Global CO2 storage capacity is much lower than previous industry estimates and should not be treated as a limitless commodity to help meet climate targets, according to a study published on 3 September by scientific journal Nature.
Global CO2 capacity is estimated at around 1.46 trillion t of CO2, and this could run out as early as 2200, according to the study led by the International Institute for Applied Systems Analysis. This is only a tenth of industry estimates of around 14 trillion t of CO2 — of which 13.4 trillion t is undiscovered and just 253mn t is currently considered economically viable. Almost all planned facilities intend to store CO2 in sedimentary rock formations. Most operational storage facilities are being used for enhanced oil recovery, which ultimately results in net-positive CO2 emissions, the study said.
Fully using this estimated geologic storage potential would cap the global temperature reduction to only 0.7°C.
Carbon capture and storage (CCS) is an industry that has attracted billions of dollars in investment globally over the past few years as a number of countries are increasingly viewing this as a solution to reduce emissions from the combustion of fossil fuels and from hard-to-abate industrial sectors, and to store the CO2 that is removed from the atmosphere.
There was just over 50mn t of CO2 capture and storage capacity as of the first quarter of this year, and this is set to reach around 670mn t of CO2 by 2030, according to IEA data.
Sites under consideration for CO2 storage are mostly depleted hydrocarbon fields or deep saline aquifers within geologically stable sedimentary basins.
There are multiple risks involved in the large-scale utilisation of CO2 storage that have not been well captured in emissions reduction models, the study said. CO2 leakage can occur because of seismic activity, and for storage sites located near population centres, stored carbon could potentially seep into local aquifers, posing health concerns. The rise in pressure during CO2 injections could also trigger low-intensity earthquakes.

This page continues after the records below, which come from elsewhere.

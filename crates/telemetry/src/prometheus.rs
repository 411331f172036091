// Path: crates/telemetry/src/prometheus.rs
//! A concrete implementation of the metrics sinks using the Prometheus crate.

use crate::sinks::*;
use once_cell::sync::OnceCell;
use prometheus::{
    exponential_buckets, register_histogram, register_int_counter, register_int_counter_vec,
    Histogram, IntCounter, IntCounterVec,
};

// --- Metric Statics ---
// We use OnceCell to hold the metric collectors. They will be initialized
// exactly once by the `install` function.

static GOV_PROPOSALS_SUBMITTED_TOTAL: OnceCell<IntCounterVec> = OnceCell::new();
static GOV_DEPOSITED_TOTAL: OnceCell<IntCounter> = OnceCell::new();
static GOV_VOTES_TOTAL: OnceCell<IntCounterVec> = OnceCell::new();
static GOV_RESOLUTIONS_TOTAL: OnceCell<IntCounterVec> = OnceCell::new();
static GOV_END_BLOCK_DURATION_SECONDS: OnceCell<Histogram> = OnceCell::new();
static ERRORS_TOTAL: OnceCell<IntCounterVec> = OnceCell::new();

/// The Prometheus-backed sink returned by [`install`].
#[derive(Debug, Clone, Copy)]
pub struct PrometheusSink;

/// Runs `$body` with the collector if `install()` has been called.
macro_rules! with_metric {
    ($metric:ident, |$m:ident| $body:expr) => {
        if let Some($m) = $metric.get() {
            $body;
        }
    };
}

impl ErrorMetricsSink for PrometheusSink {
    fn inc_error(&self, kind: &'static str, variant: &'static str) {
        with_metric!(ERRORS_TOTAL, |m| m.with_label_values(&[kind, variant]).inc());
    }
}

impl GovernanceMetricsSink for PrometheusSink {
    fn inc_proposals_submitted(&self, route: &str) {
        with_metric!(GOV_PROPOSALS_SUBMITTED_TOTAL, |m| m
            .with_label_values(&[route])
            .inc());
    }
    fn inc_deposited(&self, amount: u64) {
        with_metric!(GOV_DEPOSITED_TOTAL, |m| m.inc_by(amount));
    }
    fn inc_votes(&self, option: &str) {
        with_metric!(GOV_VOTES_TOTAL, |m| m.with_label_values(&[option]).inc());
    }
    fn inc_resolutions(&self, status: &str) {
        with_metric!(GOV_RESOLUTIONS_TOTAL, |m| m.with_label_values(&[status]).inc());
    }
    fn observe_end_block_duration(&self, duration_secs: f64) {
        with_metric!(GOV_END_BLOCK_DURATION_SECONDS, |m| m.observe(duration_secs));
    }
}

fn set_once<T>(cell: &OnceCell<T>, value: T) -> Result<(), prometheus::Error> {
    cell.set(value).map_err(|_| prometheus::Error::AlreadyReg)
}

/// Initializes all Prometheus metrics collectors and returns a static reference to the sink.
///
/// Registers into the default registry. A second call fails with `AlreadyReg`.
pub fn install() -> Result<&'static dyn MetricsSink, prometheus::Error> {
    set_once(
        &GOV_PROPOSALS_SUBMITTED_TOTAL,
        register_int_counter_vec!(
            "agora_governance_proposals_submitted_total",
            "Total proposals submitted, by handler route.",
            &["route"]
        )?,
    )?;
    set_once(
        &GOV_DEPOSITED_TOTAL,
        register_int_counter!(
            "agora_governance_deposited_total",
            "Total amount escrowed as proposal deposits."
        )?,
    )?;
    set_once(
        &GOV_VOTES_TOTAL,
        register_int_counter_vec!(
            "agora_governance_votes_total",
            "Total votes recorded, by option.",
            &["option"]
        )?,
    )?;
    set_once(
        &GOV_RESOLUTIONS_TOTAL,
        register_int_counter_vec!(
            "agora_governance_resolutions_total",
            "Total proposals that reached a terminal status, by status.",
            &["status"]
        )?,
    )?;
    set_once(
        &GOV_END_BLOCK_DURATION_SECONDS,
        register_histogram!(
            "agora_governance_end_block_duration_seconds",
            "Latency of the governance end-block sweeps.",
            exponential_buckets(0.0001, 2.0, 16)?
        )?,
    )?;
    set_once(
        &ERRORS_TOTAL,
        register_int_counter_vec!(
            "agora_errors_total",
            "Total number of errors, categorized by type and variant.",
            &["kind", "variant"]
        )?,
    )?;

    static SINK: PrometheusSink = PrometheusSink;
    Ok(&SINK)
}
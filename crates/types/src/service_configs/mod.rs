// Path: crates/types/src/service_configs/mod.rs
//! Configuration structures for the governance service.

use crate::app::Threshold;
use crate::error::ConfigError;
use parity_scale_codec::{Decode, Encode};
use serde::{Deserialize, Serialize};

/// Two weeks, in seconds.
const DEFAULT_PERIOD_SECS: u64 = 14 * 24 * 60 * 60;

/// What happens to a proposal's deposits when it reaches a given outcome.
#[derive(Serialize, Deserialize, Debug, Clone, Copy, PartialEq, Eq, Encode, Decode)]
#[serde(rename_all = "snake_case")]
pub enum DepositDisposition {
    /// Deposits are returned to their depositors.
    Refund,
    /// Deposits are kept by the module, see [`ForfeitureMode`].
    Forfeit,
}

/// What the module does with forfeited funds.
#[derive(Serialize, Deserialize, Debug, Clone, Copy, PartialEq, Eq, Encode, Decode)]
#[serde(rename_all = "snake_case")]
pub enum ForfeitureMode {
    /// Forfeited funds stay in the custody account.
    Retain,
    /// Forfeited funds are destroyed.
    Burn,
}

/// Per-outcome deposit handling.
#[derive(Serialize, Deserialize, Debug, Clone, Copy, PartialEq, Eq, Encode, Decode)]
#[serde(default)]
pub struct DepositPolicy {
    /// The proposal passed (including when its execution later failed).
    pub on_pass: DepositDisposition,
    /// The proposal was rejected without veto.
    pub on_reject: DepositDisposition,
    /// The proposal was vetoed.
    pub on_veto: DepositDisposition,
    /// The vote did not reach quorum.
    pub on_no_quorum: DepositDisposition,
    /// The deposit period expired before the minimum deposit was reached.
    pub on_expiry: DepositDisposition,
}

impl Default for DepositPolicy {
    fn default() -> Self {
        Self {
            on_pass: DepositDisposition::Refund,
            on_reject: DepositDisposition::Refund,
            on_veto: DepositDisposition::Forfeit,
            on_no_quorum: DepositDisposition::Refund,
            on_expiry: DepositDisposition::Forfeit,
        }
    }
}

/// Configuration parameters for the governance service.
///
/// Loadable from TOML; durations are in seconds of block time.
///
/// ```toml
/// min_deposit = 1000
/// deposit_period_secs = 86400
/// voting_period_secs = 86400
/// quorum = "0.334"
/// threshold = "0.5"
/// veto_threshold = "1/3"
/// forfeiture = "burn"
///
/// [deposit_policy]
/// on_no_quorum = "forfeit"
/// ```
#[derive(Debug, Clone, PartialEq, Eq, Serialize, Deserialize, Encode, Decode)]
#[serde(default)]
pub struct GovernanceParams {
    /// The minimum total deposit that moves a proposal into its voting period.
    pub min_deposit: u64,
    /// Length of the deposit period.
    pub deposit_period_secs: u64,
    /// Length of the voting period.
    pub voting_period_secs: u64,
    /// Minimum share of total voting power that must vote, in `[0, 1]`.
    pub quorum: Threshold,
    /// Share of non-abstaining power that must vote Yes to pass, in `(0, 1)`. Strictly exceeded.
    pub threshold: Threshold,
    /// Share of cast power voting NoWithVeto that vetoes, in `(0, 1)`. Strictly exceeded.
    pub veto_threshold: Threshold,
    /// Deposit handling per outcome.
    pub deposit_policy: DepositPolicy,
    /// What forfeiting does with the funds.
    pub forfeiture: ForfeitureMode,
}

impl Default for GovernanceParams {
    fn default() -> Self {
        Self {
            min_deposit: 512,
            deposit_period_secs: DEFAULT_PERIOD_SECS,
            voting_period_secs: DEFAULT_PERIOD_SECS,
            quorum: Threshold::new(334, 1000),
            threshold: Threshold::percent(50),
            veto_threshold: Threshold::new(334, 1000),
            deposit_policy: DepositPolicy::default(),
            forfeiture: ForfeitureMode::Burn,
        }
    }
}

impl GovernanceParams {
    /// Parses and validates parameters from a TOML document. Missing keys take defaults.
    pub fn from_toml_str(s: &str) -> Result<Self, ConfigError> {
        let params: Self = toml::from_str(s).map_err(|e| ConfigError::Parse(e.to_string()))?;
        params.validate()?;
        Ok(params)
    }

    /// Checks every parameter against its allowed range.
    pub fn validate(&self) -> Result<(), ConfigError> {
        if self.deposit_period_secs == 0 {
            return Err(ConfigError::InvalidParam {
                name: "deposit_period_secs",
                reason: "must be positive".into(),
            });
        }
        if self.voting_period_secs == 0 {
            return Err(ConfigError::InvalidParam {
                name: "voting_period_secs",
                reason: "must be positive".into(),
            });
        }
        if !self.quorum.is_unit_interval() {
            return Err(ConfigError::InvalidParam {
                name: "quorum",
                reason: format!("{} is not within [0, 1]", self.quorum),
            });
        }
        if !self.threshold.is_open_unit_interval() {
            return Err(ConfigError::InvalidParam {
                name: "threshold",
                reason: format!("{} is not within (0, 1)", self.threshold),
            });
        }
        if !self.veto_threshold.is_open_unit_interval() {
            return Err(ConfigError::InvalidParam {
                name: "veto_threshold",
                reason: format!("{} is not within (0, 1)", self.veto_threshold),
            });
        }
        Ok(())
    }
}
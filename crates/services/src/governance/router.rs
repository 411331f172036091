// Path: crates/services/src/governance/router.rs
//! Routes proposal content to the handler registered for its type.

use agora_api::governance::ProposalHandler;
use agora_api::state::StateAccess;
use agora_api::transaction::context::TxContext;
use agora_types::app::ProposalContent;
use agora_types::error::{GovernanceError, TransactionError};
use std::collections::BTreeMap;
use std::sync::Arc;

/// Signaling proposals: nothing to validate beyond the basics, nothing to execute.
#[derive(Debug, Default, Clone, Copy)]
pub struct TextProposalHandler;

impl ProposalHandler for TextProposalHandler {
    fn validate(&self, _content: &ProposalContent) -> Result<(), GovernanceError> {
        Ok(())
    }

    fn execute(
        &self,
        _state: &mut dyn StateAccess,
        _content: &ProposalContent,
        _ctx: &TxContext,
    ) -> Result<(), TransactionError> {
        Ok(())
    }
}

/// A `ProposalHandler` that dispatches on `ProposalType::route()`.
///
/// Every content passes `ProposalContent::validate_basic` before it reaches a
/// route. Content whose route has no handler is rejected at submission.
#[derive(Clone)]
pub struct ProposalRouter {
    routes: BTreeMap<String, Arc<dyn ProposalHandler>>,
}

impl Default for ProposalRouter {
    /// A router that knows only the `text` route.
    fn default() -> Self {
        Self::empty().with_route("text", Arc::new(TextProposalHandler))
    }
}

impl ProposalRouter {
    /// A router without any routes.
    pub fn empty() -> Self {
        Self {
            routes: BTreeMap::new(),
        }
    }

    /// Registers (or replaces) the handler for `route`.
    pub fn with_route(mut self, route: impl Into<String>, handler: Arc<dyn ProposalHandler>) -> Self {
        self.routes.insert(route.into(), handler);
        self
    }

    /// Returns true if `route` has a handler.
    pub fn has_route(&self, route: &str) -> bool {
        self.routes.contains_key(route)
    }

    fn handler_for(&self, content: &ProposalContent) -> Result<&Arc<dyn ProposalHandler>, GovernanceError> {
        let route = content.proposal_type.route();
        self.routes
            .get(route)
            .ok_or_else(|| GovernanceError::UnknownProposalRoute(route.to_string()))
    }
}

impl ProposalHandler for ProposalRouter {
    fn validate(&self, content: &ProposalContent) -> Result<(), GovernanceError> {
        content.validate_basic()?;
        self.handler_for(content)?.validate(content)
    }

    fn execute(
        &self,
        state: &mut dyn StateAccess,
        content: &ProposalContent,
        ctx: &TxContext,
    ) -> Result<(), TransactionError> {
        self.handler_for(content)?.execute(state, content, ctx)
    }
}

Risks such as these, along with other considerations like the geopolitics of cross-border sedimentary basin boundaries and potential project failures, severely limit the available CO2 storage capacity that should be taken into account when planning national energy policies, the study said.
Implications on climate policy
The findings of the study have significant implications on countries' climate strategies that depend on carbon storage, as it highlights the importance of treating CO2 storage as a scarce resource and taking into account the consequences of continued emissions from fossil fuel use.
The study also points out the unequal impact on countries' storage reserves in terms of mitigation capabilities, as well as historic responsibility for emissions. More economically developed countries with high historic emissions like the US and Russia are better placed to implement geological storage solutions, while developing nations with high storage potential such as Indonesia and Brazil have contributed little to global emissions and "thus may have weak domestic incentive to exploit their storage resources unless the removals can be traded", the study said. But with trading comes large-scale transfers of captured CO2, which entails higher risks for leakage during transmissions, either through shipping or pipelines.
Some of the risks in the utilisation of CCS may be mitigated by sustainably deploying alternative approaches such as conserving and expanding land and coastal carbon sinks, and enhancing the carbon content of soils, the study said. Other carbon sequestration avenues such as mineralisation in basalt formations may also expand the CO2 storage limit, but this is still in early stages of development.